Saved data entries
- - - - - - -

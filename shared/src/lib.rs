//! Shared types for TexFlow
//!
//! Wire models, error codes and the pure business math used by both
//! `texflow-server` and `texflow-client`.

pub mod billing;
pub mod error;
pub mod models;
pub mod money;
pub mod summary;
pub mod util;

// Re-exports
pub use error::{ErrorBody, ErrorCode};
pub use http;
pub use serde::{Deserialize, Serialize};
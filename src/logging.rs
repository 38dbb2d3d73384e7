//! # Structured Logging Module
//!
//! Environment-aware structured logging for the handlers and the local
//! server. `RUST_LOG` wins over configuration, configuration wins over the
//! environment default.

use std::sync::OnceLock;
use tracing_subscriber::{fmt, layer::SubscriberExt, util::SubscriberInitExt, EnvFilter, Layer};

use crate::config::{detect_environment, LoggingConfig};

static LOGGER_INITIALIZED: OnceLock<()> = OnceLock::new();

/// Initialize structured logging once per process
pub fn init_structured_logging(config: &LoggingConfig) {
    LOGGER_INITIALIZED.get_or_init(|| {
        let environment = detect_environment();
        let directive = config
            .level
            .clone()
            .unwrap_or_else(|| default_log_level(&environment).to_string());
        let filter = EnvFilter::try_from_default_env().unwrap_or_else(|_| EnvFilter::new(&directive));

        let layer = if config.json {
            fmt::layer()
                .with_target(true)
                .with_level(true)
                .with_ansi(false)
                .json()
                .with_filter(filter)
                .boxed()
        } else {
            fmt::layer()
                .with_target(true)
                .with_level(true)
                .with_filter(filter)
                .boxed()
        };

        // A host runtime may already own the global subscriber
        if tracing_subscriber::registry().with(layer).try_init().is_err() {
            tracing::debug!("Global tracing subscriber already initialized - continuing with existing subscriber");
        }

        tracing::info!(
            environment = %environment,
            level = %directive,
            json = config.json,
            "Structured logging initialized"
        );
    });
}

/// Get log level based on environment
fn default_log_level(environment: &str) -> &'static str {
    match environment {
        "production" => "info",
        _ => "debug",
    }
}
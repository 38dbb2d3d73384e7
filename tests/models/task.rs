//! Task Model Tests

use gamify_core::constants::TaskPriority;
use gamify_core::models::{NewTask, NewUser, Task, User};
use sqlx::PgPool;

async fn owner(pool: &PgPool) -> sqlx::Result<User> {
    User::upsert(
        pool,
        NewUser {
            telegram_id: 100,
            username: None,
        },
    )
    .await
}

fn new_task(user_id: i64, title: &str) -> NewTask {
    NewTask {
        user_id,
        title: title.to_string(),
        description: String::new(),
        interval: "daily".to_string(),
        assigned_to: None,
        priority: TaskPriority::default(),
    }
}

#[sqlx::test]
async fn test_create_and_list(pool: PgPool) -> sqlx::Result<()> {
    let user = owner(&pool).await?;
    let first = Task::create(&pool, new_task(user.id, "Dishes")).await?;
    let second = Task::create(
        &pool,
        NewTask {
            assigned_to: Some("Sam".to_string()),
            priority: TaskPriority::High,
            ..new_task(user.id, "Laundry")
        },
    )
    .await?;

    assert_eq!(first.status, "active");
    assert_eq!(first.priority, "medium");
    assert_eq!(first.reminder_count, 0);
    assert!(first.completed_at.is_none());
    assert_eq!(second.priority, "high");
    assert_eq!(second.assigned_to.as_deref(), Some("Sam"));

    let active = Task::list_for_user(&pool, user.id, "active").await?;
    let ids: Vec<i64> = active.iter().map(|task| task.id).collect();
    assert_eq!(ids, vec![second.id, first.id]);

    assert!(Task::list_for_user(&pool, user.id, "completed").await?.is_empty());
    Ok(())
}

#[sqlx::test]
async fn test_status_changes_keep_completion_time(pool: PgPool) -> sqlx::Result<()> {
    let user = owner(&pool).await?;
    let task = Task::create(&pool, new_task(user.id, "Trash")).await?;

    let completed = Task::update_status(&pool, task.id, "completed")
        .await?
        .expect("task not found");
    assert!(completed.is_completed());
    let completed_at = completed.completed_at.expect("completion time not set");

    let reopened = Task::update_status(&pool, task.id, "active")
        .await?
        .expect("task not found");
    assert_eq!(reopened.status, "active");
    assert_eq!(reopened.completed_at, Some(completed_at));

    assert!(Task::update_status(&pool, 987654, "completed").await?.is_none());
    Ok(())
}

#[sqlx::test]
async fn test_task_requires_owner(pool: PgPool) -> sqlx::Result<()> {
    let result = Task::create(&pool, new_task(31337, "Orphan")).await;
    let err = result.expect_err("foreign key should reject the task");
    let code = err
        .as_database_error()
        .and_then(|db| db.code())
        .map(|code| code.into_owned());
    assert_eq!(code.as_deref(), Some("23503"));
    Ok(())
}
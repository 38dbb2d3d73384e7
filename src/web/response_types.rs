//! # Response Conversion
//!
//! Turns a [`HandlerResponse`] back into a real HTTP response.

use axum::body::Body;
use axum::http::{HeaderName, HeaderValue, StatusCode};
use axum::response::{IntoResponse, Response};
use tracing::warn;

use crate::handlers::HandlerResponse;

impl IntoResponse for HandlerResponse {
    fn into_response(self) -> Response {
        let status =
            StatusCode::from_u16(self.status_code).unwrap_or(StatusCode::INTERNAL_SERVER_ERROR);
        let mut response = Response::new(Body::from(self.body));
        *response.status_mut() = status;

        let headers = response.headers_mut();
        for (name, value) in self.headers {
            match (
                HeaderName::from_bytes(name.as_bytes()),
                HeaderValue::from_str(&value),
            ) {
                (Ok(name), Ok(value)) => {
                    headers.insert(name, value);
                }
                _ => warn!(header = %name, "Dropping header that is not valid HTTP"),
            }
        }

        response
    }
}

- - - - - - -

BRIEF » Once you have read the data above, print all of it again exactly.

ANSWER BOX »
filename shared/src/lib.rs
//! Shared types for TexFlow
//!
//! Wire models, error codes and the pure business math used by both
//! `texflow-server` and `texflow-client`.

pub mod billing;
pub mod error;
pub mod models;
pub mod money;
pub mod summary;
pub mod util;

// Re-exports
pub use error::{ErrorBody, ErrorCode};
pub use http;
pub use serde::{Deserialize, Serialize};
filename src/logging.rs
repository 38dbb2d3d73384e7
//! # Structured Logging Module
//!
//! Environment-aware structured logging for the handlers and the local
//! server. `RUST_LOG` wins over configuration, configuration wins over the
//! environment default.

use std::sync::OnceLock;
use tracing_subscriber::{fmt, layer::SubscriberExt, util::SubscriberInitExt, EnvFilter, Layer};

use crate::config::{detect_environment, LoggingConfig};

static LOGGER_INITIALIZED: OnceLock<()> = OnceLock::new();

/// Initialize structured logging once per process
pub fn init_structured_logging(config: &LoggingConfig) {
    LOGGER_INITIALIZED.get_or_init(|| {
        let environment = detect_environment();
        let directive = config
            .level
            .clone()
            .unwrap_or_else(|| default_log_level(&environment).to_string());
        let filter = EnvFilter::try_from_default_env().unwrap_or_else(|_| EnvFilter::new(&directive));

        let layer = if config.json {
            fmt::layer()
                .with_target(true)
                .with_level(true)
                .with_ansi(false)
                .json()
                .with_filter(filter)
                .boxed()
        } else {
            fmt::layer()
                .with_target(true)
                .with_level(true)
                .with_filter(filter)
                .boxed()
        };

        // A host runtime may already own the global subscriber
        if tracing_subscriber::registry().with(layer).try_init().is_err() {
            tracing::debug!("Global tracing subscriber already initialized - continuing with existing subscriber");
        }

        tracing::info!(
            environment = %environment,
            level = %directive,
            json = config.json,
            "Structured logging initialized"
        );
    });
}

/// Get log level based on environment
fn default_log_level(environment: &str) -> &'static str {
    match environment {
        "production" => "info",
        _ => "debug",
    }
}
repository 38dbb2d3d73384e7
filename tests/models/task.rs
//! Task Model Tests

use gamify_core::constants::TaskPriority;
use gamify_core::models::{NewTask, NewUser, Task, User};
use sqlx::PgPool;

async fn owner(pool: &PgPool) -> sqlx::Result<User> {
    User::upsert(
        pool,
        NewUser {
            telegram_id: 100,
            username: None,
        },
    )
    .await
}

fn new_task(user_id: i64, title: &str) -> NewTask {
    NewTask {
        user_id,
        title: title.to_string(),
        description: String::new(),
        interval: "daily".to_string(),
        assigned_to: None,
        priority: TaskPriority::default(),
    }
}

#[sqlx::test]
async fn test_create_and_list(pool: PgPool) -> sqlx::Result<()> {
    let user = owner(&pool).await?;
    let first = Task::create(&pool, new_task(user.id, "Dishes")).await?;
    let second = Task::create(
        &pool,
        NewTask {
            assigned_to: Some("Sam".to_string()),
            priority: TaskPriority::High,
            ..new_task(user.id, "Laundry")
        },
    )
    .await?;

    assert_eq!(first.status, "active");
    assert_eq!(first.priority, "medium");
    assert_eq!(first.reminder_count, 0);
    assert!(first.completed_at.is_none());
    assert_eq!(second.priority, "high");
    assert_eq!(second.assigned_to.as_deref(), Some("Sam"));

    let active = Task::list_for_user(&pool, user.id, "active").await?;
    let ids: Vec<i64> = active.iter().map(|task| task.id).collect();
    assert_eq!(ids, vec![second.id, first.id]);

    assert!(Task::list_for_user(&pool, user.id, "completed").await?.is_empty());
    Ok(())
}

#[sqlx::test]
async fn test_status_changes_keep_completion_time(pool: PgPool) -> sqlx::Result<()> {
    let user = owner(&pool).await?;
    let task = Task::create(&pool, new_task(user.id, "Trash")).await?;

    let completed = Task::update_status(&pool, task.id, "completed")
        .await?
        .expect("task not found");
    assert!(completed.is_completed());
    let completed_at = completed.completed_at.expect("completion time not set");

    let reopened = Task::update_status(&pool, task.id, "active")
        .await?
        .expect("task not found");
    assert_eq!(reopened.status, "active");
    assert_eq!(reopened.completed_at, Some(completed_at));

    assert!(Task::update_status(&pool, 987654, "completed").await?.is_none());
    Ok(())
}

#[sqlx::test]
async fn test_task_requires_owner(pool: PgPool) -> sqlx::Result<()> {
    let result = Task::create(&pool, new_task(31337, "Orphan")).await;
    let err = result.expect_err("foreign key should reject the task");
    let code = err
        .as_database_error()
        .and_then(|db| db.code())
        .map(|code| code.into_owned());
    assert_eq!(code.as_deref(), Some("23503"));
    Ok(())
}
repository 38dbb2d3d73384e7
filename src/web/response_types.rs
//! # Response Conversion
//!
//! Turns a [`HandlerResponse`] back into a real HTTP response.

use axum::body::Body;
use axum::http::{HeaderName, HeaderValue, StatusCode};
use axum::response::{IntoResponse, Response};
use tracing::warn;

use crate::handlers::HandlerResponse;

impl IntoResponse for HandlerResponse {
    fn into_response(self) -> Response {
        let status =
            StatusCode::from_u16(self.status_code).unwrap_or(StatusCode::INTERNAL_SERVER_ERROR);
        let mut response = Response::new(Body::from(self.body));
        *response.status_mut() = status;

        let headers = response.headers_mut();
        for (name, value) in self.headers {
            match (
                HeaderName::from_bytes(name.as_bytes()),
                HeaderValue::from_str(&value),
            ) {
                (Ok(name), Ok(value)) => {
                    headers.insert(name, value);
                }
                _ => warn!(header = %name, "Dropping header that is not valid HTTP"),
            }
        }

        response
    }
}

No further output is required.